Fresh ideas and game-changing insights have a clear appeal, so it's no wonder the concept has taken off. But according to William C. Taylor, co-founder of Fast Company and author of Practically Radical: Not-So-Crazy Ways to Transform Your Company, Shake Up Your Industry, and Challenge Yourself, not everyone is equally enamored with the goal of innovation. In fact, according to a recent post by Taylor for the HBR blog network, a number of top media outlets are pointing to the froth over innovation and asking pointed questions about whether our obsession with all things innovative hasn't become an unhelpful fad.

Pointing to recent pieces in Wired and the Wall Street Journal for support, Taylor suggests that innovation has become "yet another consultant-driven management technique, one more piece of language in what… Polly LaBarre calls the 'jargon monoxide' that defines so much of business life."

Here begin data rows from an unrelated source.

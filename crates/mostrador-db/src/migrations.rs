//! # Database Migrations
//!
//! Embedded SQL migrations for Mostrador.
//!
//! ## How Migrations Work
//! ```text
//! ┌─────────────────────────────────────────────────────────────────────────┐
//! │                      Migration Process                                  │
//! │                                                                         │
//! │  Server / binary startup                                               │
//! │       │                                                                 │
//! │       ▼                                                                 │
//! │  Check _sqlx_migrations table (create if missing)                      │
//! │       │                                                                 │
//! │       ▼                                                                 │
//! │  Compare embedded migrations vs applied                                │
//! │       │                                                                 │
//! │       └── 0001_initial_schema.sql  (products, customers + walk-in,     │
//! │                                     sales, sale_lines, users)          │
//! │       │                                                                 │
//! │       ▼                                                                 │
//! │  Run pending migrations in order, record each one                      │
//! └─────────────────────────────────────────────────────────────────────────┘
//! ```
//!
//! ## Adding New Migrations
//!
//! 1. Create a new file in `migrations/sqlite/` with the next sequence number
//! 2. **NEVER** modify an applied migration - always add a new one

use sqlx::SqlitePool;
use tracing::info;

use crate::error::DbResult;

/// Embedded migrations from the workspace `migrations/sqlite` directory.
static MIGRATOR: sqlx::migrate::Migrator = sqlx::migrate!("../../migrations/sqlite");

/// Runs all pending database migrations. Safe to call repeatedly.
pub async fn run_migrations(pool: &SqlitePool) -> DbResult<()> {
    info!("Checking for pending migrations");

    MIGRATOR.run(pool).await?;

    info!("All migrations applied successfully");
    Ok(())
}

/// Returns `(total_migrations, applied_migrations)` for diagnostics.
pub async fn migration_status(pool: &SqlitePool) -> DbResult<(usize, usize)> {
    let total = MIGRATOR.migrations.len();

    let applied: i64 = sqlx::query_scalar("SELECT COUNT(*) FROM _sqlx_migrations")
        .fetch_one(pool)
        .await?;

    Ok((total, applied as usize))
}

So if encouraging innovation is mostly hype with little substance at this point, what should leaders interested in solving fresh problems and challenging out-of-date ideas focus on instead? How about just having fun, suggests Taylor. He writes:

In the latest issue of Wired, Tim O'Reilly, the brilliant technology thinker and book publisher, offered his corrective on innovation, in this case with respect to entrepreneurs: "The myth of innovation is that it starts with entrepreneurs, but it really starts with people having fun. The Wright brothers weren't trying to build an airline, they were saying, 'Holy shit, do you think we could fly?' The first kids who made snowboards, they just glued skis together and said, 'Let's try this!' With the web, none of us thought there was money in it. People said, 'This document came from halfway around the world. How awesome is that!'"

So what if we all stopped trying to "innovate"--and started trying to have fun and really do something new? And what if we set ourselves a more basic (and more authentic) set of challenges as we look to the future:

What difference are we trying to make in our field? What do we care about?

The complete post, which is well worth a read in full, offers many more details on how companies that are heralded as exemplars of innovation (Southwest Airlines, Zappos) were actually focused on other goals, rather than being driven by a generic desire to do things differently.

Do you agree with Taylor and his fellow naysayers that all the talk about innovation has become counter-productive?